Halifax running club: More than just a running club
This Halifax club believes that running doesn’t have to be a solitary sport.
Before jumping into a busy week, the members the Halifax Running Club come together to run along the ocean through the south end of the city. Many of the 95 members show up every Sunday for the popular club organized long run. Without the club, their lives would probably never have intersected. Among them are accountants, marketers, doctors, students and runners who are now long retired. “We have every range of occupation,” organizer Erin McDonah says. “It always makes for interesting conversation.”
Their Sunday route along the peninsula starts at their clubhouse, a curling facility that’s been around since 1824. They typically run around Point Pleasant Park and along the Halifax Harbour, past the Seaport Market, Garrison Brewery and the historic properties area of the city. The club accommodates runners of different levels of fitness and ability. They have designed shorter 8 and 16k versions of the traditional 21k loop around the Halifax Harbour to accommodate newer and slower runners.

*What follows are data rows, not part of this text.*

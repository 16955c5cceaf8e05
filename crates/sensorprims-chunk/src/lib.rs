//! Result chunk decoding for vision sensor PCIC output.
//!
//! Result payloads are a concatenation of binary chunks. Each chunk starts with
//! a little-endian header that states its type, its total size and where the
//! payload begins. [`decode_chunks`] walks a buffer chunk by chunk and hands
//! back typed [`ResultChunk`]s; [`split_id_and_chunk_region`] separates the
//! ASCII id list that precedes the chunks in an image stream.

pub mod decode;
pub mod error;
pub mod header;
pub mod ids;

pub use decode::{decode_chunks, decode_chunks_bytes, ChunkPayload, ResultChunk};
pub use error::{ChunkError, Result};
pub use header::{ChunkHeader, ChunkType, MIN_HEADER_SIZE, SUPPORTED_HEADER_VERSION};
pub use ids::split_id_and_chunk_region;
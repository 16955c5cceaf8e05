//! Scoped edit sessions.
//!
//! Edit mode, the edited application and the edited imager form a stack on
//! top of a [`Lease`]. Each level is a guard that mutably borrows its parent,
//! so only the innermost scope can be used, and each guard issues its
//! teardown call when it is exited or dropped.

use std::collections::BTreeMap;

use serde::Serialize;
use tracing::{debug, info, warn};
use xmlrpc::Value;

use crate::device::parse_application_list;
use crate::endpoint::Endpoint;
use crate::error::{combine, Result, RpcError};
use crate::lease::Lease;
use crate::progress::poll_until_complete;
use crate::session::{index_arg, plain_progress};
use crate::value::{
    member, to_array, to_bool, to_i64, to_json, to_parameters, to_struct, to_text, to_u32,
    Parameters,
};

/// Longest application name the device accepts.
pub const MAX_NAME_LEN: usize = 64;

/// Longest application description the device accepts.
pub const MAX_DESCRIPTION_LEN: usize = 500;

/// What a scope frame holds open on the device.
#[derive(Debug, Clone, Copy, PartialEq, Eq)]
pub enum ScopeKind {
    Edit,
    Application(u32),
    Imager(u32),
}

/// One open scope on a lease.
#[derive(Debug, Clone, PartialEq, Eq)]
pub struct ScopeFrame {
    pub kind: ScopeKind,
    pub endpoint: Endpoint,
}

/// Type of application to create.
#[derive(Debug, Clone, Copy, PartialEq, Eq)]
pub enum ApplicationKind {
    Camera,
    WithModels,
}

impl ApplicationKind {
    pub fn as_str(self) -> &'static str {
        match self {
            Self::Camera => "Camera",
            Self::WithModels => "WithModels",
        }
    }
}

/// A validation problem reported by `validate`.
#[derive(Debug, Clone, PartialEq, Eq, Serialize)]
pub struct ValidationFault {
    pub id: i64,
    pub text: String,
}

/// An imager configuration of the edited application.
#[derive(Debug, Clone, PartialEq, Eq, Serialize)]
pub struct ImagerConfig {
    pub id: u32,
    pub name: String,
    pub kind: String,
}

/// Rectangular or elliptic region, in the device's JSON shape.
pub type Region = serde_json::Value;

/// Arguments for `startCalculateAutofocus`.
#[derive(Debug, Clone, Default, Serialize)]
pub struct AutofocusRequest {
    /// Regions of interest.
    #[serde(rename = "ROIs", skip_serializing_if = "Vec::is_empty")]
    pub rois: Vec<Region>,
    /// Regions of disinterest.
    #[serde(rename = "RODs", skip_serializing_if = "Vec::is_empty")]
    pub rods: Vec<Region>,
}

/// Arguments for `startCalculateExposureTime`.
#[derive(Debug, Clone, Default, Serialize)]
#[serde(rename_all = "camelCase")]
pub struct AutoExposureRequest {
    #[serde(skip_serializing_if = "Option::is_none")]
    pub min_analog_gain_factor: Option<u32>,
    #[serde(skip_serializing_if = "Option::is_none")]
    pub max_analog_gain_factor: Option<u32>,
    #[serde(skip_serializing_if = "Option::is_none")]
    pub saturated_ratio: Option<f64>,
    #[serde(rename = "ROIs", skip_serializing_if = "Vec::is_empty")]
    pub rois: Vec<Region>,
    #[serde(rename = "RODs", skip_serializing_if = "Vec::is_empty")]
    pub rods: Vec<Region>,
}

/// Full-sensor region used when only disinterest regions are given.
pub fn full_frame_region() -> Region {
    serde_json::json!({
        "id": 0,
        "group": 0,
        "type": "Rect",
        "width": 1280,
        "height": 960,
        "angle": 0,
        "center_x": 640,
        "center_y": 480
    })
}

fn with_default_roi(rois: &[Region], rods: &[Region]) -> Vec<Region> {
    if rois.is_empty() && !rods.is_empty() {
        vec![full_frame_region()]
    } else {
        rois.to_vec()
    }
}

fn ensure_top(lease: &Lease, kind: ScopeKind) -> Result<()> {
    match lease.scopes.last() {
        Some(top) if top.kind == kind => Ok(()),
        Some(top) => Err(RpcError::OrderingViolation(format!(
            "{kind:?} used while {:?} is open",
            top.kind
        ))),
        None => Err(RpcError::OrderingViolation(format!("{kind:?} is not open"))),
    }
}

fn pop_frame(lease: &mut Lease, kind: ScopeKind) -> Result<()> {
    match lease.scopes.last() {
        Some(top) if top.kind == kind => {
            lease.scopes.pop();
            Ok(())
        }
        Some(top) => Err(RpcError::OrderingViolation(format!(
            "cannot exit {kind:?} while {:?} is still open",
            top.kind
        ))),
        None => Err(RpcError::OrderingViolation(format!(
            "cannot exit {kind:?}, it is not open"
        ))),
    }
}
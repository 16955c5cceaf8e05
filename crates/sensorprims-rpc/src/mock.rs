//! Scripted in-memory transport for unit tests.

use std::collections::BTreeMap;
use std::sync::{Arc, Mutex};
use std::time::Instant;

use xmlrpc::Value;

use crate::endpoint::Endpoint;
use crate::error::{Result, RpcError};
use crate::transport::RpcTransport;

pub(crate) const SESSION_ID: &str = "7f3c0a9e12d44b6f8a1e5c2d9b0f4e61";

#[derive(Debug, Clone)]
pub(crate) struct Call {
    pub endpoint: String,
    pub method: String,
    pub args: Vec<Value>,
    pub at: Instant,
}

type Handler = Box<dyn FnMut(&Call) -> Option<Result<Value>> + Send>;

/// Records every call. The handler may answer a call; unanswered calls fall
/// back to a plausible device reply.
pub(crate) struct MockTransport {
    calls: Mutex<Vec<Call>>,
    handler: Mutex<Handler>,
}

impl MockTransport {
    pub(crate) fn device() -> Arc<Self> {
        Self::with_handler(|_| None)
    }

    pub(crate) fn with_handler(
        handler: impl FnMut(&Call) -> Option<Result<Value>> + Send + 'static,
    ) -> Arc<Self> {
        Arc::new(Self {
            calls: Mutex::new(Vec::new()),
            handler: Mutex::new(Box::new(handler)),
        })
    }

    pub(crate) fn calls(&self) -> Vec<Call> {
        self.calls.lock().map(|c| c.clone()).unwrap_or_default()
    }

    pub(crate) fn methods(&self) -> Vec<String> {
        self.calls().into_iter().map(|c| c.method).collect()
    }

    /// Methods called, skipping heartbeats.
    pub(crate) fn methods_without_heartbeats(&self) -> Vec<String> {
        self.methods()
            .into_iter()
            .filter(|m| m != "heartbeat")
            .collect()
    }

    pub(crate) fn count(&self, method: &str) -> usize {
        self.methods().iter().filter(|m| *m == method).count()
    }
}

impl RpcTransport for MockTransport {
    fn call(&self, endpoint: &Endpoint, method: &str, args: &[Value]) -> Result<Value> {
        let call = Call {
            endpoint: endpoint.path().to_string(),
            method: method.to_string(),
            args: args.to_vec(),
            at: Instant::now(),
        };
        if let Ok(mut calls) = self.calls.lock() {
            calls.push(call.clone());
        }
        let scripted = self.handler.lock().ok().and_then(|mut h| h(&call));
        scripted.unwrap_or_else(|| default_reply(&call))
    }
}

pub(crate) fn fault(code: i32, message: &str) -> RpcError {
    RpcError::Fault {
        code,
        message: message.to_string(),
    }
}

pub(crate) fn entry(pairs: &[(&str, Value)]) -> Value {
    let members: BTreeMap<String, Value> = pairs
        .iter()
        .map(|(k, v)| ((*k).to_string(), v.clone()))
        .collect();
    Value::Struct(members)
}

fn default_reply(call: &Call) -> Result<Value> {
    let value = match call.method.as_str() {
        "requestSession" => Value::String(SESSION_ID.to_string()),
        "heartbeat" => call.args.first().cloned().unwrap_or(Value::Int(30)),
        "getImagerConfigList" => Value::Array(vec![
            entry(&[("Id", Value::String("1".into())), ("Type", Value::String("normal".into()))]),
            entry(&[("Id", Value::String("2".into())), ("Type", Value::String("normal".into()))]),
        ]),
        "isConfigurationDone" => Value::Bool(true),
        "getImportProgress" => return Err(fault(101107, "no import in progress")),
        "getExportProgress" => return Err(fault(101110, "no export in progress")),
        "getProgressCalculateAutofocus" | "getProgressCalculateExposureTime" => Value::Double(1.0),
        _ => Value::String(String::new()),
    };
    Ok(value)
}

This all-inclusive attitude among club members “is part of what makes running with the Halifax Running Club special,” McDonah explains. She says that runners who come out to run along the peninsula all have different fitness goals. Some are competitive, but there are members who do not race. There are also members training for triathlons who will show up on Sundays with a bicycle.
Those who stick with the longest route will run past some of the cities’ most intriguing landmarks, including the North End’s Hydrostone District at the 14k mark. The café-lined trendy neighbourhood was built to house those displaced by the 1917 Halifax Explosion.
McDonah, a lifelong runner who has completed more than a dozen marathons, has been involved with the running group since it started in 2004. It all began when a small group of runners from Halifax went to the Boston Marathon. McDonah says that she noticed that there were many clubs that had travelled together to the race and supported each other as a team. Envying that connection, McDonah and many other Halifax athletes decided to start their own club. “We like the camaraderie of running together,” says McDonah. “It’s also social.” After their group runs, members will sit down together inside the curling club and sip on the coffee donated by local café Java Blend.
The club fosters a community environment by hosting events and spending time together outside of running. To keep things going in the dead of winter, they host an indoor track meet and their annual New Year’s community breakfast after their run. Usually, over 100 members and non-runners from the community turn up to start the year off right.